The reports of a growing epidemic in California mirror nationwide statistics from the Centers for Disease Control and Prevention, which revealed new data recently showing the number of deaths due to pain medicine overdoses have increased for the 11th year in a row.
Testimony from California parents, each displaying a framed photograph of their lost loved one, came during a routine review of the California Medical Board in a Joint Oversight Hearing of the state Legislature. Every 10 years, the Legislature's business and professions committees in the Senate and Assembly must review the performance of the board and approve its continued existence.
Bradley V. DeHaven described himself as "one of the blessed ones" because his 27-year old son survived opiate addiction and has been in recovery for two-and-a-half years.

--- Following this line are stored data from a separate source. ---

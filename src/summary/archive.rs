use std::path::{Path, PathBuf};
use tracing::info;

/// Stable storage for processed transcripts
///
/// Working files are renamed (not copied) to `transcript_<uuid>.<ext>`, so
/// concurrent runs never collide and no locking is needed.
#[derive(Debug, Clone)]
pub struct TranscriptArchive {
    dir: PathBuf,
}

/// A transcript moved into the archive
#[derive(Debug, Clone, PartialEq, Eq)]
pub struct ArchivedTranscript {
    pub file_name: String,
}

impl ArchivedTranscript {
    /// HTTP path the transcript can be downloaded from
    pub fn link(&self) -> String {
        format!("/transcript/{}", self.file_name)
    }
}

impl TranscriptArchive {
    pub fn new(dir: impl Into<PathBuf>) -> Self {
        Self { dir: dir.into() }
    }

    /// Move a working file into the archive under a fresh name
    pub async fn archive(&self, working: &Path) -> std::io::Result<ArchivedTranscript> {
        let extension = working
            .extension()
            .and_then(|e| e.to_str())
            .unwrap_or("vtt");
        let file_name = format!("transcript_{}.{}", uuid::Uuid::new_v4().simple(), extension);

        tokio::fs::create_dir_all(&self.dir).await?;
        tokio::fs::rename(working, self.dir.join(&file_name)).await?;

        info!("Archived transcript {:?} as {}", working, file_name);

        Ok(ArchivedTranscript { file_name })
    }

    /// Path of an archived transcript, or None if the name could escape the archive
    pub fn resolve(&self, file_name: &str) -> Option<PathBuf> {
        let valid = !file_name.is_empty()
            && !file_name.starts_with('.')
            && !file_name.contains(|c: char| c == '/' || c == '\\')
            && !file_name.contains("..");

        valid.then(|| self.dir.join(file_name))
    }
}

#[cfg(test)]
mod tests {
    use super::*;

    #[test]
    fn resolve_rejects_traversal() {
        let archive = TranscriptArchive::new("/data/transcripts");
        assert!(archive.resolve("../etc/passwd").is_none());
        assert!(archive.resolve("a/b.vtt").is_none());
        assert!(archive.resolve(".hidden").is_none());
        assert!(archive.resolve("").is_none());
        assert_eq!(
            archive.resolve("transcript_abc.vtt"),
            Some(PathBuf::from("/data/transcripts/transcript_abc.vtt"))
        );
    }
}
// Progress event emission for a summarization run
//
// The run task owns a `ProgressReporter` (sending half of a bounded channel);
// the caller drains the receiving half as a stream. `finish` consumes the
// reporter, so the terminal event is always the last one sent.

use futures::stream::{self, Stream};
use tokio::sync::mpsc;
use tracing::{error, info, warn};

use super::error::SummaryError;
use super::events::{RunStage, SummaryEvent};

/// Successful result of a run
#[derive(Debug, Clone, PartialEq, Eq)]
pub struct SummaryOutcome {
    /// Rendered HTML summary
    pub summary: String,
    /// Retrieval path of the archived transcript
    pub transcript_link: String,
}

pub struct ProgressReporter {
    tx: mpsc::Sender<SummaryEvent>,
    last_percent: u8,
}

impl ProgressReporter {
    /// Create a reporter and the receiver its events are delivered to
    pub fn channel(capacity: usize) -> (Self, mpsc::Receiver<SummaryEvent>) {
        let (tx, rx) = mpsc::channel(capacity.max(1));
        (Self { tx, last_percent: 0 }, rx)
    }

    /// Report that the run has reached `stage`
    pub async fn stage(&mut self, stage: RunStage) -> Result<(), SummaryError> {
        self.progress(stage.percent(), stage.message()).await
    }

    /// Emit a progress event; percent never goes backwards
    pub async fn progress(&mut self, percent: u8, message: String) -> Result<(), SummaryError> {
        let percent = percent.clamp(self.last_percent, 100);
        self.last_percent = percent;

        self.tx
            .send(SummaryEvent::Progress { percent, message })
            .await
            .map_err(|_| SummaryError::Cancelled)
    }

    /// Whether the caller has stopped listening
    pub fn is_cancelled(&self) -> bool {
        self.tx.is_closed()
    }

    /// Emit the terminal event for `outcome`
    pub async fn finish(self, outcome: Result<SummaryOutcome, SummaryError>) {
        let event = match outcome {
            Ok(outcome) => {
                info!("Summarization complete: {}", outcome.transcript_link);
                SummaryEvent::Result {
                    summary: outcome.summary,
                    transcript_reference: outcome.transcript_link,
                }
            }
            Err(SummaryError::Cancelled) => {
                info!("Caller disconnected, summarization abandoned");
                return;
            }
            Err(e) => {
                error!("Summarization failed: {}", e);
                SummaryEvent::Error {
                    message: e.to_string(),
                }
            }
        };

        if self.tx.send(event).await.is_err() {
            warn!("Caller disconnected before the final event was delivered");
        }
    }
}

/// Turn the receiving half into a stream that ends when the run finishes
pub fn event_stream(rx: mpsc::Receiver<SummaryEvent>) -> impl Stream<Item = SummaryEvent> + Send + 'static {
    stream::unfold(rx, |mut rx| async move {
        let event = rx.recv().await?;
        Some((event, rx))
    })
}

"This is not a Republican issue, or a Democratic issue," DeHaven, of Granite Bay, said during a rally outside the Capitol after giving his testimony. "It's shameful this is happening."
Much of the criticism of the state medical board centered around its refusal to increase physician fees by $9 a year in order to fund a program called CURES, which would monitor by computer the number of pain prescriptions doctors write.
Dr. Sharon Levine, the board president, testified that the medical board does all it can in order to protect the public. However, Consumer Watchdog president Jamie Court pointed out to the legislators that Levine left the hearing room before the parents of deceased grown children testified.